3 For my soul is full of troubles, and my life draws near to Sheol. 4 I am counted among those who go down to the Pit; I am like those who have no help, 5 like those forsaken among the dead, like the slain that lie in the grave, like those whom you remember no more, for they are cut off from your hand.
At this point, Jamie was leaning in. He wasn’t expecting something so raw, he was expecting something inspirational, but he wasn’t ready to be inspired, he needed to trust first, trust that he was really seen, really understood. The Psalmist was doing just that. That something like Psalm 88 is part of God’s word shows us God knows how we feel and wants us to feel we can be honest with ourselves and with God without being ashamed. I went on.
6 You [God] have put me in the depths of the Pit, in the regions dark and deep. 7 Your wrath lies heavy upon me, and you overwhelm me with all your waves. Selah
8 You have caused my companions to shun me; you have made me a thing of horror to them. I am shut in so that I cannot escape; 9 my eye grows dim through sorrow.
The psalmist accuses God of causing his pain. God isn’t the source of his pain, but God is strong enough and understanding to let us put the blame on him if we need. If I can’t figure out why I’m in so much pain, God says to us, “Put it on me. Blame me.” The Psalmist rages at God accusing God of punishing him, making him a horror to his friends. “You overwhelm me with all your waves.” He feels like he’s drowning in pain. Like Jamie, he was going under.
Every day I call on you, O Lord; I spread out my hands to you. 10 Do you work wonders for the dead? Do the shades rise up to praise you? Selah 11 Is your steadfast love declared in the grave or your faithfulness in Abaddon? 12 Are your wonders known in the darkness or your saving help in the land of forgetfulness?
13 But I, O Lord, cry out to you; in the morning my prayer comes before you. 14 O Lord, why do you cast me off?
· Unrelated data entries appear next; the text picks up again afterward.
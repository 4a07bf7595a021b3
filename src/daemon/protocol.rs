//! Wire protocol between the controlling process and a worker daemon.
//!
//! Messages are framed using a simple length-delimited format:
//! - 4 bytes: message length (big-endian u32)
//! - N bytes: JSON-encoded message
//!
//! Requests flow controller -> worker as [`WorkerRequest`] envelopes; log
//! output and responses flow back as [`WorkerEvent`]s on a single stream, so
//! a request's log lines always arrive before its response. The request
//! payload is carried as a raw JSON value and stays undecoded until the
//! session's argument codec runs (or is dropped outright when the session is
//! in discard mode).

use serde::{Deserialize, Serialize};
use serde_json::value::RawValue;
use std::fmt;
use std::io;
use tokio::io::{AsyncReadExt, AsyncWriteExt};
use uuid::Uuid;

/// Maximum message size (16 MB) to prevent memory exhaustion attacks
pub const MAX_MESSAGE_SIZE: u32 = 16 * 1024 * 1024;

/// Correlation token tying log output and an outcome to the originating
/// request. Opaque to everything except equality checks.
#[derive(Debug, Clone, Copy, PartialEq, Eq, Hash, Serialize, Deserialize)]
pub struct OperationId(Uuid);

impl OperationId {
    pub fn new() -> Self {
        Self(Uuid::new_v4())
    }

    /// The nil token, used for notices not tied to any single request
    /// (e.g. the startup failure notice).
    pub fn nil() -> Self {
        Self(Uuid::nil())
    }

    pub fn is_nil(&self) -> bool {
        self.0.is_nil()
    }
}

impl Default for OperationId {
    fn default() -> Self {
        Self::new()
    }
}

impl fmt::Display for OperationId {
    fn fmt(&self, f: &mut fmt::Formatter<'_>) -> fmt::Result {
        self.0.fmt(f)
    }
}

/// A single unit of work sent to the worker.
///
/// Produced by the controlling side and consumed exactly once. The argument
/// is opaque at this layer; the worker session decodes it through its
/// argument-codec registry.
#[derive(Debug, Clone, Serialize, Deserialize)]
pub struct Request {
    /// Correlation token for this request's log output and outcome.
    pub operation: OperationId,
    /// Raw payload, decoded worker-side.
    pub argument: Box<RawValue>,
}

impl Request {
    pub fn new(operation: OperationId, argument: Box<RawValue>) -> Self {
        Self {
            operation,
            argument,
        }
    }
}

/// A failure that crossed the process boundary.
#[derive(Debug, Clone, Serialize, Deserialize)]
pub struct RemoteFailure {
    pub message: String,
}

impl RemoteFailure {
    pub fn new(message: impl Into<String>) -> Self {
        Self {
            message: message.into(),
        }
    }
}

impl fmt::Display for RemoteFailure {
    fn fmt(&self, f: &mut fmt::Formatter<'_>) -> fmt::Result {
        f.write_str(&self.message)
    }
}

/// Outcome of exactly one request, always emitted after all of that
/// request's log output.
#[derive(Debug, Clone, Serialize, Deserialize)]
#[serde(tag = "type", content = "data")]
pub enum Outcome {
    /// The work implementation ran to completion.
    Completed { result: serde_json::Value },
    /// The work implementation ran and raised a domain error. Session health
    /// is unaffected.
    Failed { error: RemoteFailure },
    /// The execution environment appears broken; the controller should treat
    /// the daemon as unreliable.
    InfrastructureFailed { error: RemoteFailure },
}

#[derive(Debug, Clone, Serialize, Deserialize)]
pub struct Response {
    pub operation: OperationId,
    pub outcome: Outcome,
}

/// Messages from the controller to the worker session.
#[derive(Debug, Clone, Serialize, Deserialize)]
#[serde(tag = "type", content = "data")]
pub enum WorkerRequest {
    /// Execute a request; exactly one response will be emitted.
    Run(Request),
    /// Execute a request, then release the termination gate unconditionally.
    RunThenStop(Request),
    /// Release the termination gate.
    Stop,
}

/// A log line produced inside the worker, tagged with the operation that was
/// current when it was emitted.
#[derive(Debug, Clone, Serialize, Deserialize)]
pub struct LogEvent {
    pub operation: Option<OperationId>,
    pub level: String,
    pub message: String,
}

/// Messages from the worker back to the controller. Log events and responses
/// share this one stream; their relative order is the ordering contract.
#[derive(Debug, Clone, Serialize, Deserialize)]
#[serde(tag = "type", content = "data")]
pub enum WorkerEvent {
    Log(LogEvent),
    Response(Response),
}

/// Codec for the outer request/response envelopes.
///
/// The starter constructs this before spawning the worker, independent of any
/// codec a work implementation registers for its own payload type inside the
/// session.
#[derive(Debug, Clone, Copy, Default)]
pub struct EnvelopeCodec;

impl EnvelopeCodec {
    pub fn encode_request(&self, message: &WorkerRequest) -> io::Result<Vec<u8>> {
        serde_json::to_vec(message).map_err(|e| io::Error::new(io::ErrorKind::InvalidInput, e))
    }

    pub fn decode_request(&self, data: &[u8]) -> io::Result<WorkerRequest> {
        serde_json::from_slice(data).map_err(|e| io::Error::new(io::ErrorKind::InvalidData, e))
    }

    pub fn encode_event(&self, message: &WorkerEvent) -> io::Result<Vec<u8>> {
        serde_json::to_vec(message).map_err(|e| io::Error::new(io::ErrorKind::InvalidInput, e))
    }

    pub fn decode_event(&self, data: &[u8]) -> io::Result<WorkerEvent> {
        serde_json::from_slice(data).map_err(|e| io::Error::new(io::ErrorKind::InvalidData, e))
    }
}

/// Write a length-delimited frame to an async writer.
///
/// # Errors
///
/// Returns an error if the data exceeds MAX_MESSAGE_SIZE or if writing fails.
pub async fn write_frame<W: AsyncWriteExt + Unpin>(writer: &mut W, data: &[u8]) -> io::Result<()> {
    if data.len() > MAX_MESSAGE_SIZE as usize {
        return Err(io::Error::new(
            io::ErrorKind::InvalidInput,
            format!(
                "message too large: {} bytes (max {})",
                data.len(),
                MAX_MESSAGE_SIZE
            ),
        ));
    }

    let len = data.len() as u32;
    writer.write_all(&len.to_be_bytes()).await?;
    writer.write_all(data).await?;
    writer.flush().await?;
    Ok(())
}

/// Read a length-delimited frame from an async reader.
///
/// # Errors
///
/// Returns an error if:
/// - The connection is closed (EOF when reading length)
/// - The message size exceeds MAX_MESSAGE_SIZE
/// - Reading fails
pub async fn read_frame<R: AsyncReadExt + Unpin>(reader: &mut R) -> io::Result<Vec<u8>> {
    let mut len_buf = [0u8; 4];
    reader.read_exact(&mut len_buf).await?;

    let len = u32::from_be_bytes(len_buf);

    if len > MAX_MESSAGE_SIZE {
        return Err(io::Error::new(
            io::ErrorKind::InvalidData,
            format!(
                "message too large: {} bytes (max {})",
                len, MAX_MESSAGE_SIZE
            ),
        ));
    }

    let mut buf = vec![0u8; len as usize];
    reader.read_exact(&mut buf).await?;
    Ok(buf)
}

/// Serialize and write a controller-to-worker message.
pub async fn write_worker_request<W: AsyncWriteExt + Unpin>(
    writer: &mut W,
    message: &WorkerRequest,
) -> io::Result<()> {
    let data = EnvelopeCodec.encode_request(message)?;
    write_frame(writer, &data).await
}

/// Read and deserialize a controller-to-worker message.
pub async fn read_worker_request<R: AsyncReadExt + Unpin>(
    reader: &mut R,
) -> io::Result<WorkerRequest> {
    let data = read_frame(reader).await?;
    EnvelopeCodec.decode_request(&data)
}

/// Serialize and write a worker-to-controller event.
pub async fn write_worker_event<W: AsyncWriteExt + Unpin>(
    writer: &mut W,
    message: &WorkerEvent,
) -> io::Result<()> {
    let data = EnvelopeCodec.encode_event(message)?;
    write_frame(writer, &data).await
}

/// Read and deserialize a worker-to-controller event.
pub async fn read_worker_event<R: AsyncReadExt + Unpin>(reader: &mut R) -> io::Result<WorkerEvent> {
    let data = read_frame(reader).await?;
    EnvelopeCodec.decode_event(&data)
}
use thiserror::Error;

use crate::daemon::protocol::RemoteFailure;
use crate::isolation::Namespace;

#[derive(Error, Debug)]
pub enum CrucibleError {
    #[error("Failed to connect to worker daemon: {0}")]
    DaemonConnection(String),

    #[error("Worker daemon lost: {0}. Discard this client and start a new daemon.")]
    DaemonLost(String),

    #[error("Worker protocol error: {0}")]
    DaemonProtocol(String),

    #[error("Failed to spawn worker daemon: {0}")]
    DaemonSpawn(String),

    #[error("Work failed: {0}")]
    WorkFailed(RemoteFailure),

    #[error("Worker infrastructure failed: {0}")]
    InfrastructureFailed(RemoteFailure),

    #[error("Worker session interrupted: {0}")]
    SessionInterrupted(String),

    #[error("Configuration error: {0}")]
    Config(String),

    #[error("IO error: {0}")]
    Io(#[from] std::io::Error),

    #[error("JSON error: {0}")]
    Json(#[from] serde_json::Error),
}

/// Errors raised inside the worker process while handling a single request.
///
/// The session classifies these when building the response: a
/// [`WorkError::TypeNotFound`] strongly implies a misconfigured isolation
/// boundary rather than a legitimate work failure, so it is reported as an
/// infrastructure failure; everything else is an ordinary work failure.
#[derive(Error, Debug)]
pub enum WorkError {
    #[error("{0}")]
    Domain(String),

    #[error("work kind '{kind}' not found in {namespace} namespace")]
    TypeNotFound { kind: String, namespace: Namespace },

    #[error("invalid work argument: {0}")]
    InvalidArgument(String),

    #[error("failed to instantiate work handler '{kind}': {reason}")]
    Instantiation { kind: String, reason: String },
}

pub type Result<T> = std::result::Result<T, CrucibleError>;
Why do you hide your face from me? 15 Wretched and close to death from my youth up, I suffer your terrors; I am desperate. 16 Your wrath has swept over me; your dread assaults destroy me. 17 They surround me like a flood all day long; from all sides they close in on me. 18 You have caused friend and neighbor to shun me; my companions are in darkness.
At Eternity's Gate, by Vincent Van Gogh, 1890
I closed my Bible. Jamie was weeping. I sat with him, my hand on his back. I said nothing while big heaving sobs came out of him. Martin Luther once said, “I did nothing, the Word did everything.” Finally, he looked up and said, “That’s me. That’s what I feel. God knows.” God knows. A thousand pounds fell off of him in that moment, because he knew he wasn’t alone in the dark. God’s Word showed up for him to tell him that what he feels is real, and valid, and he doesn’t need to be ashamed, he doesn’t have to cheer up or be inspired. For those who are suffering, it’s often enough to simply know that you aren’t crazy nor are you alone. The internal pain, depression, and darkness don’t make you a weak person and it doesn’t make you a bad Christian, it makes you a person, and your God (who suffered such pain in Jesus, in the garden before his death) God wants to hold you with your pain, and then to help lift it off of you and welcome you out of the dark.
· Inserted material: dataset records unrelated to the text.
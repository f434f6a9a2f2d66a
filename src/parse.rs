use miette::{Diagnostic, Error, NamedSource, SourceSpan};
use thiserror::Error;

use crate::{
    Lexer,
    lex::{Lexeme, Token, TokenKind},
};

#[derive(Error, Debug, Diagnostic)]
#[error("Mismatched parentheses")]
#[diagnostic(help("add a matching `(` earlier or remove this `)`"))]
pub struct MismatchedParenError {
    #[source_code]
    src: NamedSource<String>,

    #[label("no `(` left to close")]
    bad_bit: SourceSpan,
}

impl MismatchedParenError {
    pub fn offset(&self) -> usize {
        self.bad_bit.offset()
    }
}

#[derive(Error, Debug, Diagnostic)]
#[error("Unclosed parenthesis")]
#[diagnostic(help("add a `)` to close the group"))]
pub struct UnclosedParenError {
    #[source_code]
    src: NamedSource<String>,

    #[label("this `(` is never closed")]
    bad_bit: SourceSpan,
}

impl UnclosedParenError {
    pub fn offset(&self) -> usize {
        self.bad_bit.offset()
    }
}

/// Shunting-yard parser turning an infix expression into postfix tokens.
pub struct Parser<'de> {
    lexer: Lexer<'de>,
    operators: Vec<Lexeme>,
    output: Vec<Token>,
}

impl<'de> Parser<'de> {
    pub fn new(filename: Option<&'de str>, whole: &'de str) -> Self {
        Parser {
            lexer: Lexer::new(filename, whole),
            operators: Vec::new(),
            output: Vec::new(),
        }
    }

    pub fn parse(mut self) -> Result<Vec<Token>, Error> {
        while let Some(lexeme) = self.lexer.next() {
            let lexeme = lexeme?;
            match lexeme.token.kind() {
                TokenKind::Number => self.output.push(lexeme.token),
                TokenKind::ParenOpen => self.operators.push(lexeme),
                TokenKind::ParenClose => self.close_group(lexeme)?,
                TokenKind::Add | TokenKind::Subtract | TokenKind::Multiply | TokenKind::Divide => {
                    self.push_operator(lexeme)
                }
            }
        }

        while let Some(pending) = self.operators.pop() {
            if pending.token.kind() == TokenKind::ParenOpen {
                return Err(UnclosedParenError {
                    src: self.lexer.source(),
                    bad_bit: pending.span,
                }
                .into());
            }
            self.output.push(pending.token);
        }

        Ok(self.output)
    }

    fn close_group(&mut self, close: Lexeme) -> Result<(), Error> {
        loop {
            let Some(pending) = self.operators.pop() else {
                return Err(MismatchedParenError {
                    src: self.lexer.source(),
                    bad_bit: close.span,
                }
                .into());
            };
            if pending.token.kind() == TokenKind::ParenOpen {
                return Ok(());
            }
            self.output.push(pending.token);
        }
    }

    fn push_operator(&mut self, lexeme: Lexeme) {
        let precedence = lexeme.token.kind().precedence();
        while let Some(top) = self.operators.last() {
            // equal precedence pops too, so `10 - 2 - 3` groups to the left
            let kind = top.token.kind();
            if kind == TokenKind::ParenOpen || kind.precedence() < precedence {
                break;
            }
            self.output.push(top.token);
            self.operators.pop();
        }
        self.operators.push(lexeme);
    }
}

/// Converts `expression` into postfix order.
pub fn parse(expression: &str) -> Result<Vec<Token>, Error> {
    Parser::new(None, expression).parse()
}

#[cfg(test)]
mod tests {
    use super::*;

    fn postfix(input: &str) -> String {
        parse(input)
            .unwrap()
            .iter()
            .map(Token::to_string)
            .collect::<Vec<_>>()
            .join(" ")
    }

    #[test]
    fn multiplication_binds_tighter() {
        assert_eq!(postfix("2 + 3 * 4"), "2 3 4 * +");
        assert_eq!(postfix("2 * 3 + 4"), "2 3 * 4 +");
    }

    #[test]
    fn same_precedence_is_left_associative() {
        assert_eq!(postfix("10 - 2 - 3"), "10 2 - 3 -");
        assert_eq!(postfix("100 / 10 / 2"), "100 10 / 2 /");
        assert_eq!(postfix("8 / 2 * 4"), "8 2 / 4 *");
    }

    #[test]
    fn parentheses_never_reach_the_output() {
        assert_eq!(postfix("(2 + 3) * 4"), "2 3 + 4 *");
        assert_eq!(postfix("((1 + 2) * (3 - 4))"), "1 2 + 3 4 - *");
    }

    #[test]
    fn adjacency_before_group_multiplies() {
        assert_eq!(postfix("2(3+4)"), "2 3 4 + *");
        assert_eq!(postfix("(1)(2)"), "1 2 *");
    }

    #[test]
    fn whitespace_is_insignificant() {
        assert_eq!(parse("1 + 2").unwrap(), parse("1+2").unwrap());
    }

    #[test]
    fn empty_input_gives_empty_sequence() {
        assert!(parse("").unwrap().is_empty());
        assert!(parse("   ").unwrap().is_empty());
    }

    #[test]
    fn stray_close_paren_is_mismatched() {
        let err = parse("1 + 2)").unwrap_err();
        let err = err.downcast_ref::<MismatchedParenError>().unwrap();
        assert_eq!(err.offset(), 5);
    }

    #[test]
    fn close_paren_does_not_match_across_groups() {
        assert!(
            parse("(1))")
                .unwrap_err()
                .downcast_ref::<MismatchedParenError>()
                .is_some()
        );
    }

    #[test]
    fn unclosed_open_paren_is_reported() {
        let err = parse("(1 + 2").unwrap_err();
        let err = err.downcast_ref::<UnclosedParenError>().unwrap();
        assert_eq!(err.offset(), 0);
    }

    #[test]
    fn lexing_errors_propagate() {
        assert!(
            parse("1 + x")
                .unwrap_err()
                .downcast_ref::<crate::lex::UnexpectedCharError>()
                .is_some()
        );
    }
}
use miette::{Diagnostic, Error, WrapErr};
use thiserror::Error;

use crate::{
    lex::{Token, TokenKind},
    parse::parse,
};

#[derive(Error, Debug, Diagnostic)]
#[error("Failed to evaluate: not enough operands for `{operator}`")]
#[diagnostic(help(
    "`{operator}` at postfix position {position} needs two operands but only {found} were available"
))]
pub struct InsufficientOperandsError {
    pub operator: char,
    pub position: usize,
    pub found: usize,
}

#[derive(Error, Debug, Diagnostic)]
#[error("Failed to evaluate: unexpected `{token}` in postfix sequence")]
#[diagnostic(help("parentheses are resolved while parsing and never reach evaluation"))]
pub struct UnexpectedTokenError {
    pub token: char,
    pub position: usize,
}

#[derive(Error, Debug, Diagnostic)]
#[error("Failed to evaluate: {count} values left without an operator")]
#[diagnostic(help("join the values with `+`, `-`, `*` or `/`"))]
pub struct LeftoverOperandsError {
    pub count: usize,
}

/// Reduces a postfix token sequence to a single number.
///
/// Returns `Ok(None)` for an empty sequence.
pub fn evaluate(tokens: impl IntoIterator<Item = Token>) -> Result<Option<f64>, Error> {
    let mut values: Vec<f64> = Vec::new();

    for (position, token) in tokens.into_iter().enumerate() {
        let kind = token.kind();
        let apply: fn(f64, f64) -> f64 = match kind {
            TokenKind::Number => {
                values.extend(token.value());
                continue;
            }
            TokenKind::Add => |a, b| a + b,
            TokenKind::Subtract => |a, b| a - b,
            TokenKind::Multiply => |a, b| a * b,
            TokenKind::Divide => |a, b| a / b,
            TokenKind::ParenOpen | TokenKind::ParenClose => {
                return Err(UnexpectedTokenError {
                    token: kind.symbol().unwrap_or('?'),
                    position,
                }
                .into());
            }
        };

        let found = values.len();
        // b was pushed last, so it is the right-hand side
        let (Some(b), Some(a)) = (values.pop(), values.pop()) else {
            return Err(InsufficientOperandsError {
                operator: kind.symbol().unwrap_or('?'),
                position,
                found,
            }
            .into());
        };
        values.push(apply(a, b));
    }

    match values.as_slice() {
        [] => Ok(None),
        [result] => Ok(Some(*result)),
        rest => Err(LeftoverOperandsError { count: rest.len() }.into()),
    }
}

/// Parses and evaluates `expression` in one go.
pub fn calculate(expression: &str) -> Result<Option<f64>, Error> {
    let tokens = parse(expression)?;
    evaluate(tokens).wrap_err_with(|| format!("while evaluating `{expression}`"))
}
A couple of years later I was at a big youth conference and I saw Jamie. He was in college and he was chaperoning a youth group, and he was beaming. He gave me a huge hug, he talked of his journey out of the dark, the change that happened that day, and now he’s walking with young people in their own journeys of faith.
The Psalmist asks God, “Are your wonders known in the darkness?” And then Jamie became the Psalmist and the reply that I didn’t hear, but which I saw, and which I have seen over and over again, is Yes! Even in the darkness, even when you think there’s no hope…there is, God will work wonders even in the dark, wonders of faith, wonders of hope, wonders of life. And you can help reveal them, you can give hope, you can show the value of life. Amen.